Prime Minister David Ben-Gurion –who is also Minister of Defense– gave today’s session of the Cabinet here a report on Egypt’s launching of rockets in the desert, about 50 miles from Cairo, yesterday. He analyzed the development from its military aspects, as these affect Israel.

A spokesman for the Government disclosed that Egypt’s rocket firing was “no surprise” to the Israeli Government, which was aware of its imminence. Mr. Ben-Gurion, in his report, emphasized the role played in Egypt’s rocketry program by foreign experts.

Today’s Cabinet meeting also received from Mr. Ben-Gurion a proposal for the establishment of an Israeli War College. The proposal was approved. The War College is expected to be opened in October, 1963. It will deal with basic studies of national security, and will include a one-year course to which about 20 senior army officers, from the rank of colonel upward, will be eligible each year.
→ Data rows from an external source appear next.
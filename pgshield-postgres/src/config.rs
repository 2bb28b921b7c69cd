//! PostgreSQL connection configuration.

use std::time::Duration;

use crate::error::{PgError, PgResult};

const DEFAULT_PORT: u16 = 5432;
const DEFAULT_USER: &str = "postgres";
const DEFAULT_SCHEMA: &str = "public";
const DEFAULT_APPLICATION_NAME: &str = "pgshield";
const DEFAULT_CONNECT_TIMEOUT: Duration = Duration::from_secs(30);

/// PostgreSQL connection configuration.
#[derive(Debug, Clone, PartialEq, Eq)]
pub struct PgConfig {
    /// Host.
    pub host: String,
    /// Port (default: 5432).
    pub port: u16,
    /// Database name.
    pub database: String,
    /// Username.
    pub user: String,
    /// Password.
    pub password: Option<String>,
    /// SSL mode.
    pub ssl_mode: SslMode,
    /// Connection timeout.
    pub connect_timeout: Duration,
    /// Session `statement_timeout`.
    pub statement_timeout: Option<Duration>,
    /// Session `lock_timeout`.
    pub lock_timeout: Option<Duration>,
    /// Application name (shown in pg_stat_activity).
    pub application_name: String,
    /// Schema that introspection reads.
    pub schema: String,
}

/// SSL mode for connections.
#[derive(Debug, Clone, Copy, PartialEq, Eq, Default)]
pub enum SslMode {
    /// Disable SSL.
    Disable,
    /// Prefer SSL but allow non-SSL.
    #[default]
    Prefer,
    /// Require SSL.
    Require,
}

impl SslMode {
    fn parse(value: &str) -> PgResult<Self> {
        match value {
            "disable" => Ok(Self::Disable),
            "prefer" => Ok(Self::Prefer),
            "require" => Ok(Self::Require),
            other => Err(PgError::config(format!("invalid sslmode: {}", other))),
        }
    }
}

impl PgConfig {
    /// Create a configuration from a database URL.
    ///
    /// Recognised query parameters: `sslmode`, `connect_timeout` (seconds),
    /// `statement_timeout` and `lock_timeout` (milliseconds),
    /// `application_name` and `schema`.
    pub fn from_url(url: &str) -> PgResult<Self> {
        let parsed = url::Url::parse(url)
            .map_err(|e| PgError::config(format!("invalid database URL: {}", e)))?;

        if parsed.scheme() != "postgresql" && parsed.scheme() != "postgres" {
            return Err(PgError::config(format!(
                "invalid scheme: expected 'postgresql' or 'postgres', got '{}'",
                parsed.scheme()
            )));
        }

        let host = parsed
            .host_str()
            .ok_or_else(|| PgError::config("missing host in URL"))?
            .to_string();

        let database = parsed.path().trim_start_matches('/').to_string();
        if database.is_empty() {
            return Err(PgError::config("missing database name in URL"));
        }

        let mut config = Self {
            host,
            port: parsed.port().unwrap_or(DEFAULT_PORT),
            database,
            user: if parsed.username().is_empty() {
                DEFAULT_USER.to_string()
            } else {
                parsed.username().to_string()
            },
            password: parsed.password().map(String::from),
            ssl_mode: SslMode::default(),
            connect_timeout: DEFAULT_CONNECT_TIMEOUT,
            statement_timeout: None,
            lock_timeout: None,
            application_name: DEFAULT_APPLICATION_NAME.to_string(),
            schema: DEFAULT_SCHEMA.to_string(),
        };

        for (key, value) in parsed.query_pairs() {
            match key.as_ref() {
                "sslmode" => config.ssl_mode = SslMode::parse(&value)?,
                "connect_timeout" => {
                    config.connect_timeout = Duration::from_secs(parse_number(&key, &value)?)
                }
                "statement_timeout" => {
                    config.statement_timeout =
                        Some(Duration::from_millis(parse_number(&key, &value)?))
                }
                "lock_timeout" => {
                    config.lock_timeout = Some(Duration::from_millis(parse_number(&key, &value)?))
                }
                "application_name" => config.application_name = value.into_owned(),
                "schema" => config.schema = value.into_owned(),
                other => {
                    return Err(PgError::config(format!("unknown URL parameter: {}", other)));
                }
            }
        }

        Ok(config)
    }

    /// Create a builder for configuration.
    pub fn builder() -> PgConfigBuilder {
        PgConfigBuilder::new()
    }

    /// URL with the password masked, for logs.
    pub fn redacted_url(&self) -> String {
        format!(
            "postgresql://{}{}@{}:{}/{}",
            self.user,
            if self.password.is_some() { ":***" } else { "" },
            self.host,
            self.port,
            self.database
        )
    }

    /// Session `-c` options sent at connection startup.
    pub fn session_options(&self) -> Option<String> {
        let mut options = Vec::new();
        if let Some(timeout) = self.statement_timeout {
            options.push(format!("-c statement_timeout={}", timeout.as_millis()));
        }
        if let Some(timeout) = self.lock_timeout {
            options.push(format!("-c lock_timeout={}", timeout.as_millis()));
        }
        if options.is_empty() {
            None
        } else {
            Some(options.join(" "))
        }
    }

    /// Convert to tokio-postgres config.
    pub fn to_pg_config(&self) -> tokio_postgres::Config {
        let mut config = tokio_postgres::Config::new();
        config.host(&self.host);
        config.port(self.port);
        config.dbname(&self.database);
        config.user(&self.user);
        config.application_name(&self.application_name);
        config.connect_timeout(self.connect_timeout);

        if let Some(ref password) = self.password {
            config.password(password);
        }
        if let Some(options) = self.session_options() {
            config.options(&options);
        }

        config
    }
}

fn parse_number(key: &str, value: &str) -> PgResult<u64> {
    value
        .parse()
        .map_err(|_| PgError::config(format!("invalid {}: {}", key, value)))
}

/// Builder for PostgreSQL configuration.
#[derive(Debug, Default)]
pub struct PgConfigBuilder {
    url: Option<String>,
    host: Option<String>,
    port: Option<u16>,
    database: Option<String>,
    user: Option<String>,
    password: Option<String>,
    ssl_mode: Option<SslMode>,
    statement_timeout: Option<Duration>,
    lock_timeout: Option<Duration>,
    schema: Option<String>,
}

impl PgConfigBuilder {
    /// Create a new builder.
    pub fn new() -> Self {
        Self::default()
    }

    /// Start from a database URL.
    pub fn url(mut self, url: impl Into<String>) -> Self {
        self.url = Some(url.into());
        self
    }

    /// Set the host.
    pub fn host(mut self, host: impl Into<String>) -> Self {
        self.host = Some(host.into());
        self
    }

    /// Set the port.
    pub fn port(mut self, port: u16) -> Self {
        self.port = Some(port);
        self
    }

    /// Set the database name.
    pub fn database(mut self, database: impl Into<String>) -> Self {
        self.database = Some(database.into());
        self
    }

    /// Set the username.
    pub fn user(mut self, user: impl Into<String>) -> Self {
        self.user = Some(user.into());
        self
    }

    /// Set the password.
    pub fn password(mut self, password: impl Into<String>) -> Self {
        self.password = Some(password.into());
        self
    }

    /// Set the SSL mode.
    pub fn ssl_mode(mut self, mode: SslMode) -> Self {
        self.ssl_mode = Some(mode);
        self
    }

    /// Set the session statement timeout.
    pub fn statement_timeout(mut self, timeout: Duration) -> Self {
        self.statement_timeout = Some(timeout);
        self
    }

    /// Set the session lock timeout.
    pub fn lock_timeout(mut self, timeout: Duration) -> Self {
        self.lock_timeout = Some(timeout);
        self
    }

    /// Set the schema introspection reads.
    pub fn schema(mut self, schema: impl Into<String>) -> Self {
        self.schema = Some(schema.into());
        self
    }

    /// Build the configuration. Explicit values override the URL.
    pub fn build(self) -> PgResult<PgConfig> {
        let mut config = match self.url {
            Some(url) => PgConfig::from_url(&url)?,
            None => PgConfig {
                host: "localhost".to_string(),
                port: DEFAULT_PORT,
                database: self
                    .database
                    .clone()
                    .ok_or_else(|| PgError::config("database name is required"))?,
                user: DEFAULT_USER.to_string(),
                password: None,
                ssl_mode: SslMode::default(),
                connect_timeout: DEFAULT_CONNECT_TIMEOUT,
                statement_timeout: None,
                lock_timeout: None,
                application_name: DEFAULT_APPLICATION_NAME.to_string(),
                schema: DEFAULT_SCHEMA.to_string(),
            },
        };

        if let Some(host) = self.host {
            config.host = host;
        }
        if let Some(port) = self.port {
            config.port = port;
        }
        if let Some(database) = self.database {
            config.database = database;
        }
        if let Some(user) = self.user {
            config.user = user;
        }
        if let Some(password) = self.password {
            config.password = Some(password);
        }
        if let Some(ssl_mode) = self.ssl_mode {
            config.ssl_mode = ssl_mode;
        }
        if let Some(timeout) = self.statement_timeout {
            config.statement_timeout = Some(timeout);
        }
        if let Some(timeout) = self.lock_timeout {
            config.lock_timeout = Some(timeout);
        }
        if let Some(schema) = self.schema {
            config.schema = schema;
        }

        Ok(config)
    }
}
Military experts here do not consider Egypt’s rocketry program as a major Egyptian technical achievement. It is known here that some of the major components of Egypt’s rocket had been shipped to Cairo from West Germany. Electronic and guidance equipment for the Egyptian rockets had come from other European countries, and the rocket assembly was developed by a group of West German experts headed by Eugen Sanger.

Egypt’s claim that the Cairo rockets are capable of hitting a target at 400 miles is believed here to be exaggerated. However, even with a range of half that distance, an Egyptian rocket could hit a large area of Israel.

According to the information available here, no single-stage rocket manufactured in Egypt can go the distance claimed. It is believed that the rockets fired yesterday were not controllable in flight, and were more closely akin to ballistic missiles. It was pointed out here that, while target accuracy is not required by rockets with atomic warhead, the effect of rockets carrying conventional explosives is “minimal.”

The use of the Egyptian rockets on any intensive pattern would require construction of a complete network of launching bases which would not be likely to remain undetected, and would be vulnerable to destruction, it was stated here.